- [Data to use]:
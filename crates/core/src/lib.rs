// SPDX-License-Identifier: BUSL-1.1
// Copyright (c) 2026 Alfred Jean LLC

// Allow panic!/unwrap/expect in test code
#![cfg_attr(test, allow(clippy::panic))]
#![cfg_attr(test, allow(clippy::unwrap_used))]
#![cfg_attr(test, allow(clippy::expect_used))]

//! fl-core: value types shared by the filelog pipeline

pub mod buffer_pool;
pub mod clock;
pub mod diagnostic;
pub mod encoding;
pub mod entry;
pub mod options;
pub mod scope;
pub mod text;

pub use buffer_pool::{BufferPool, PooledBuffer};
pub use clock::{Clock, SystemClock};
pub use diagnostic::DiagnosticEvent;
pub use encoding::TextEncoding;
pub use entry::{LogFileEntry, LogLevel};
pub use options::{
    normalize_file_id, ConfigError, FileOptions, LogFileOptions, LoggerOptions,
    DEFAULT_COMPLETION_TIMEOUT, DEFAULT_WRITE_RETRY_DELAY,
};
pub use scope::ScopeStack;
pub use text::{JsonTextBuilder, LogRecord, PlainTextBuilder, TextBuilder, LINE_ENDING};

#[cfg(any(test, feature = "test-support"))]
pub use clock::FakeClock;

* * *

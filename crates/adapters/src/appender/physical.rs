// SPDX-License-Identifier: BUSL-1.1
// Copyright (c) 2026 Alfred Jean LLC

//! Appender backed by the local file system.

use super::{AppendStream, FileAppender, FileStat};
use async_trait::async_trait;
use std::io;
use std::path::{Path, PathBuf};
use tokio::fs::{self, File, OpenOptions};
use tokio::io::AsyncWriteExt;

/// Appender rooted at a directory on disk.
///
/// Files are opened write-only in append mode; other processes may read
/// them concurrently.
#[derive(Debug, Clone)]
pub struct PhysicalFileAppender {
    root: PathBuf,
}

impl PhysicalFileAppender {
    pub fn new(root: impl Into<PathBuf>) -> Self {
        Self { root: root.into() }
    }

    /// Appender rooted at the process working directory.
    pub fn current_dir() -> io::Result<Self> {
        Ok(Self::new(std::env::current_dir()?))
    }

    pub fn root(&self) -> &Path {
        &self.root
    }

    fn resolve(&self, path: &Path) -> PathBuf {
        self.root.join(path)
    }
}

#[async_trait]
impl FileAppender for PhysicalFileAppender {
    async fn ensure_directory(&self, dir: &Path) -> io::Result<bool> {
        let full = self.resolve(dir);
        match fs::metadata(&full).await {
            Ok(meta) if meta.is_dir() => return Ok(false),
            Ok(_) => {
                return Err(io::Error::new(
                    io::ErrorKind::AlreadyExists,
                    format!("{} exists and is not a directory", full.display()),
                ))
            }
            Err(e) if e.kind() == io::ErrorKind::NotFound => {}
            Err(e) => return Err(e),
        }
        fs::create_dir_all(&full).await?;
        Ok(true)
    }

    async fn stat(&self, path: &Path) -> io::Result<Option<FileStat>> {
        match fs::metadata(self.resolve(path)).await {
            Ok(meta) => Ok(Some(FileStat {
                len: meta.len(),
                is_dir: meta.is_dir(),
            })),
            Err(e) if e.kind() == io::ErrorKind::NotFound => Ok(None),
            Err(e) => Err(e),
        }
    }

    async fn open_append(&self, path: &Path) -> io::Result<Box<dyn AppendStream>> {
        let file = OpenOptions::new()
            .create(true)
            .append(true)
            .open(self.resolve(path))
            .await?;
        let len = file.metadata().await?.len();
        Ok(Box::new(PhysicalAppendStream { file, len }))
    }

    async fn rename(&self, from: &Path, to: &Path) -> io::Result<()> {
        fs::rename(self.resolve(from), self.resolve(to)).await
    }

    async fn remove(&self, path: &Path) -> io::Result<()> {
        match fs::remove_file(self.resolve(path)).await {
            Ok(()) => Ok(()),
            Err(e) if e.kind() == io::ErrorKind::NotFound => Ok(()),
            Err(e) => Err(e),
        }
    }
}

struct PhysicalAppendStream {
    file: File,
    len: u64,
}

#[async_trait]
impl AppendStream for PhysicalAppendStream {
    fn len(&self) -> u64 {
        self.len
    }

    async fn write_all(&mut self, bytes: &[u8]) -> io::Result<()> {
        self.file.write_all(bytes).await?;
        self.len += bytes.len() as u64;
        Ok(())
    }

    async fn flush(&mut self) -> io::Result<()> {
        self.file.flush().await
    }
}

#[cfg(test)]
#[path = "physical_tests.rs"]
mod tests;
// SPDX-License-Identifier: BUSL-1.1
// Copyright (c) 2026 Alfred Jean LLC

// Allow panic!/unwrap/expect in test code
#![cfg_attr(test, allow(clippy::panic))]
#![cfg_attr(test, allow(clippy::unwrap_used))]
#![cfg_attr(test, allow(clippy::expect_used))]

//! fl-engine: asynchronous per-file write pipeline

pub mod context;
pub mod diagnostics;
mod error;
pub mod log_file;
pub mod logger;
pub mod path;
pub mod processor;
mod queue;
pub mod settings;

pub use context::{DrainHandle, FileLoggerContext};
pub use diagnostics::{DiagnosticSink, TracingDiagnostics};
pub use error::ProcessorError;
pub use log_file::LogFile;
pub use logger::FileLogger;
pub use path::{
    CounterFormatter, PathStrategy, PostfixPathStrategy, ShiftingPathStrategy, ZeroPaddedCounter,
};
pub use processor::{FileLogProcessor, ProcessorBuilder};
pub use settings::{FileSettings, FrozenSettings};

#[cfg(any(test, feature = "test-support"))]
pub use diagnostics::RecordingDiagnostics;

...

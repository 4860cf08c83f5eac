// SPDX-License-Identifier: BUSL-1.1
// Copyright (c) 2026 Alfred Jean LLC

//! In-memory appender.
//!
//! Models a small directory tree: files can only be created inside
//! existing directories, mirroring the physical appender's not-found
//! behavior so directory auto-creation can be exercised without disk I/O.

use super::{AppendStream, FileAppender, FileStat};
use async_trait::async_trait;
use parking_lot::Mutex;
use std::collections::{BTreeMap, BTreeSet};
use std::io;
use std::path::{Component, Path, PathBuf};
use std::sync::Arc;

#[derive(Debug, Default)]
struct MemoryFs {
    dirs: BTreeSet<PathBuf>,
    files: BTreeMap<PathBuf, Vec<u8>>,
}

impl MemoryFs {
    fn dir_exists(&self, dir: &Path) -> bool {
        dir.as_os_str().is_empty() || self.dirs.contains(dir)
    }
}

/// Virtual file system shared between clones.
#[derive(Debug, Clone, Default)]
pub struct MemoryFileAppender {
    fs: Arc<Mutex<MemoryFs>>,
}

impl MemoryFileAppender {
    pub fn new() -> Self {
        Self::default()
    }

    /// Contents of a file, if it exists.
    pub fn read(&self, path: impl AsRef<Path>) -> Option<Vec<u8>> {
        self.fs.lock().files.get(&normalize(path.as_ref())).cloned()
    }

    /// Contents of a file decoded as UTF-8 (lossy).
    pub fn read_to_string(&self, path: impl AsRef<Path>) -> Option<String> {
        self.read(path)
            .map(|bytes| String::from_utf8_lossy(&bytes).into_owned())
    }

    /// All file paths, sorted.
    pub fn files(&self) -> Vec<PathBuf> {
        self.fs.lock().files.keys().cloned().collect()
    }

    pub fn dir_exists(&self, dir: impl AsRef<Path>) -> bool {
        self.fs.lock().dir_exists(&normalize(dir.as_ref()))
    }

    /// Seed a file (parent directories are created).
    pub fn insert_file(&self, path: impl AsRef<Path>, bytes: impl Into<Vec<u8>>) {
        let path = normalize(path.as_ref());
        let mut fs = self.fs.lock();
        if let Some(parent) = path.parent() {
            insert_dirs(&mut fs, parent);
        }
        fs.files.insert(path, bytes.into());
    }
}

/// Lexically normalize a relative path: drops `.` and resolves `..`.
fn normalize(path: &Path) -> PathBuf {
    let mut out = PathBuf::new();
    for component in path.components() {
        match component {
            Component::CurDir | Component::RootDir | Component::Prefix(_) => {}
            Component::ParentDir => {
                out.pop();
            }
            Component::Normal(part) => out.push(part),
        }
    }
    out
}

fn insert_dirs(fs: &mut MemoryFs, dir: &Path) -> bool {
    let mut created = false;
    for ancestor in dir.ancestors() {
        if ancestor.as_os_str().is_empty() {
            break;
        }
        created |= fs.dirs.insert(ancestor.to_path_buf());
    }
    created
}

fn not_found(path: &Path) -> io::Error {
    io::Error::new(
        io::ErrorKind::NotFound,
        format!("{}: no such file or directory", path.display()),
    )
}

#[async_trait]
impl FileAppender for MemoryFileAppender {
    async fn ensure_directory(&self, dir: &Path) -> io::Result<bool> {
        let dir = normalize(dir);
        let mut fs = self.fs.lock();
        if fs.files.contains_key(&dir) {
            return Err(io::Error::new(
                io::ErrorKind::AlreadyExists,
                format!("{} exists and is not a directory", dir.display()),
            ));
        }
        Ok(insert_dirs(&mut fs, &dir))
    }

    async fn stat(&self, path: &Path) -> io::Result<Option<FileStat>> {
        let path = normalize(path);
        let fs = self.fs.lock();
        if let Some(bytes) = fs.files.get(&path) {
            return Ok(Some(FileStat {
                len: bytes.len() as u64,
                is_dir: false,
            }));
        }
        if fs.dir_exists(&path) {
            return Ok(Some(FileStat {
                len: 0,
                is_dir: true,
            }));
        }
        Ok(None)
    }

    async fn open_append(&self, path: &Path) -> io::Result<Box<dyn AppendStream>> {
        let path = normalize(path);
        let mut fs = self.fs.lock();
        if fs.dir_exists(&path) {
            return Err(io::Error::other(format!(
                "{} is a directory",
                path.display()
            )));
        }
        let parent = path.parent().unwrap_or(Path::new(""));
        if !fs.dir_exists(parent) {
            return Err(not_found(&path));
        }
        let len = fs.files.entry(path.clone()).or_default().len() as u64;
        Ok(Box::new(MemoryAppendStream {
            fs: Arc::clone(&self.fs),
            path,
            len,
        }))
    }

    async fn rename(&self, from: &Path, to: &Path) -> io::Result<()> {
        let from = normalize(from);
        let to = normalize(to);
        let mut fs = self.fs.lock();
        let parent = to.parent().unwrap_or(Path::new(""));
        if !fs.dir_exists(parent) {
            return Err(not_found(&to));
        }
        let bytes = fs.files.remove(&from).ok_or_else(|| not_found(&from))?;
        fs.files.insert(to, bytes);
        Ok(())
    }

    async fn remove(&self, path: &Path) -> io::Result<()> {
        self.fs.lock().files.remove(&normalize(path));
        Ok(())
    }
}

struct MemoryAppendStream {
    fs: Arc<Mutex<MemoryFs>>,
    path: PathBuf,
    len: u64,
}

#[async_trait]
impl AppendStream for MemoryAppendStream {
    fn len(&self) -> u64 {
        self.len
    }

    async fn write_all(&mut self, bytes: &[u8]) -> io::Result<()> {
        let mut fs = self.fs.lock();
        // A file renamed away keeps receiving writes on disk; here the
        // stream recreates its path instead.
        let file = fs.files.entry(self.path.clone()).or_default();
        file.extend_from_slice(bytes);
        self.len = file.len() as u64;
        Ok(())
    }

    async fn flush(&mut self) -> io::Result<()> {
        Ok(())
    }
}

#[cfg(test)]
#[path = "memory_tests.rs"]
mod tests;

- [Goal of the exercise]: Beginning with the line that has "filename crates/core/src/lib.rs" and ending with the line that has "pub use clock::FakeClock;", set down the lines above exactly and include no others.

- [Task solution]:
filename crates/core/src/lib.rs
// SPDX-License-Identifier: BUSL-1.1
// Copyright (c) 2026 Alfred Jean LLC

// Allow panic!/unwrap/expect in test code
#![cfg_attr(test, allow(clippy::panic))]
#![cfg_attr(test, allow(clippy::unwrap_used))]
#![cfg_attr(test, allow(clippy::expect_used))]

//! fl-core: value types shared by the filelog pipeline

pub mod buffer_pool;
pub mod clock;
pub mod diagnostic;
pub mod encoding;
pub mod entry;
pub mod options;
pub mod scope;
pub mod text;

pub use buffer_pool::{BufferPool, PooledBuffer};
pub use clock::{Clock, SystemClock};
pub use diagnostic::DiagnosticEvent;
pub use encoding::TextEncoding;
pub use entry::{LogFileEntry, LogLevel};
pub use options::{
    normalize_file_id, ConfigError, FileOptions, LogFileOptions, LoggerOptions,
    DEFAULT_COMPLETION_TIMEOUT, DEFAULT_WRITE_RETRY_DELAY,
};
pub use scope::ScopeStack;
pub use text::{JsonTextBuilder, LogRecord, PlainTextBuilder, TextBuilder, LINE_ENDING};

#[cfg(any(test, feature = "test-support"))]
pub use clock::FakeClock;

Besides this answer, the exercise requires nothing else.